A 1-form is a linear function which takes a single vector as it's argument.

That is it. It is no more confusing or complicated than that single statement. Consider a vector $v$. Given any other vector $w$ we can form the inner product $\braket{v}{w}$. Note that

$$\braket{v}{a w + b x} = a \braket{v}{w} + b \braket{v}{x} \, .$$

Therefore, the function $f_v$ defined by the equation

$$f_v(w) = \braket{v}{w}$$

is a function which takes a single vector and is linear in its argument. In other words, $f_v$ is a 1-form. From this discussion you can see that any vector $v$ is directly associated to a 1-form $f_v$ defined by the equation $f_v(x) = \braket{v}{x}$. Note that 1-forms are also called covectors, and the 1-form $f_v$ associated to vector $v$ is called the dual vector or just dual of $v$.

We now switch to using bold type for vectors to keep consistent with the original post.

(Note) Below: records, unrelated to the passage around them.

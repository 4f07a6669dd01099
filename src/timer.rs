use std::fmt::{Display, Formatter};
use std::time::{Duration, Instant};

/// A stopwatch for timing a single region of code.
pub struct Timer {
    start: Instant,
    elapsed: Option<Duration>,
}

impl Timer {
    /// Creates a timer that is already running.
    pub fn new() -> Self {
        Timer { start: Instant::now(), elapsed: None }
    }

    /// Stops the timer and returns the time since it was created. Later calls return the same
    /// duration.
    pub fn end(&mut self) -> Duration {
        let start = self.start;
        *self.elapsed.get_or_insert_with(|| start.elapsed())
    }

    /// Time since creation, or the stopped duration once `end` has been called.
    pub fn elapsed(&self) -> Duration {
        self.elapsed.unwrap_or_else(|| self.start.elapsed())
    }
}

impl Default for Timer {
    fn default() -> Self {
        Self::new()
    }
}

impl Display for Timer {
    fn fmt(&self, f: &mut Formatter<'_>) -> std::fmt::Result {
        write!(f, "Time: {:.3} msec.", self.elapsed().as_secs_f64() * 1000.0)
    }
}
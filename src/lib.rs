//! Minimum spanning trees of weighted undirected graphs in Rust, computed with either Borůvka's
//! or Prim's algorithm. Generic over primitive integer edge weights.
//!
//! The two algorithms take different routes to the same tree:
//!  1. Borůvka's algorithm starts from a forest of isolated vertices. Each round labels the
//!     connected components of the forest, picks the cheapest edge leaving every component, and
//!     adds all of those edges at once. The number of components at least halves every round;
//!  2. Prim's algorithm grows one tree from a source vertex, always attaching the frontier vertex
//!     reachable by the cheapest edge. Frontier vertices live in an [`IndexedHeap`], so when a
//!     cheaper edge to a queued vertex is found its priority is lowered in place with
//!     [`IndexedHeap::decrease_key`] instead of being searched for.
//!
//! Ties between equal edge weights are broken by edge name, which makes the minimum spanning tree
//! unique and both algorithms agree on it.
//!
//! # Examples
//! ```
//!use mst::{Graph, Mst};
//!
//!let graph: Graph<i64> = "5 5\n1 2 1\n2 3 2\n3 4 3\n4 5 4\n5 1 5\n".parse().unwrap();
//!let mst = Mst::default(&graph);
//!let boruvka = mst.boruvka().unwrap();
//!let source = graph.vertex(1).unwrap();
//!let prim = mst.prim(source).unwrap();
//!assert_eq!(boruvka.total_weight, 10);
//!assert_eq!(prim.total_weight, 10);
//! ```

use std::collections::HashSet;
use crate::data_wrappers::{MstVertex, VertexRef, VisitState};

pub use crate::algorithm::Algorithm;
pub use crate::data_wrappers::MstResult;
pub use crate::error::{GraphError, HeapError, MstError};
pub use crate::graph::{Edge, Graph, Weight};
pub use crate::heap::{BinaryHeap, HeapIndex, IndexedHeap, Placement, Tracked, Untracked};
pub use crate::params::{MstParams, ParamBuilder};
pub use crate::timer::Timer;

mod algorithm;
mod data_wrappers;
mod error;
mod graph;
mod heap;
mod params;
mod timer;

/// Minimum spanning tree engine over a borrowed graph.
pub struct Mst<'a, W> {
    graph: &'a Graph<W>,
    params: MstParams,
}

Consider a plane wave expressed as $\exp[i \mathbf{k} \cdot \mathbf{x}]$. The thing in the exponent is the inner product of a wave vector $\mathbf{k}$ with the position vector $\mathbf{x}$. In fact we can write the wave in a suggestive form \begin{align} \exp \left[ i \mathbf{k} \cdot \mathbf{x} \right] &= \exp \left[ i \braket{\mathbf{k}}{\mathbf{x}} \right] \\ &= \exp \left[ i f_\mathbf{k}(\mathbf{x)} \right] \end{align}

where $f_\mathbf{k}$ is a 1-form as described above.

It seems that to clarify the notation your book puts a $\tilde{}$ on top of the symbols to indicate that something is a 1-form instead of a vector. In other words, where I write $f_\mathbf{k}$ your book writes $\tilde{\mathbf{k}}$. In fact I would say the notation $\braket{\tilde{\mathbf{k}}}{\mathbf{x}}$ used by your book is not so good because normally the symbol $\braket{\cdot}{\cdot}$ is used to denote the inner product of two vectors. It's a bit strange to write it with a 1-form on the left. However, we can just re-interpret the symbol $\braket{\tilde{\mathbf{k}}}{\mathbf{x}}$ as $\braket{\mathbf{k}}{\mathbf{x}}$ or $f_\mathbf{k}(\mathbf{x})$.

Physical meaning

We now discuss the physical meaning of $\tilde{\mathbf{k}}$. As your book says, when you feed this 1-form a vector $\mathbf{v}$, it tells you the number of cycles that the wave goes through as you move by the displacement $\mathbf{x}$. It's a 1-form for the simple reason that it eats one vector and produces a number, and is linear in the argument. That's it, it's just a definition. As your book says, you can picture the 1-form $\tilde{\mathbf{k}}$ as a set of planes because counting the number of planes crossed by a $\mathbf{x}$ gives the same result as $\mathbf{k} \cdot \mathbf{x}$, as shown in the diagram. enter image description here

Summary

  1. A 1-form is just a linear function of a vector.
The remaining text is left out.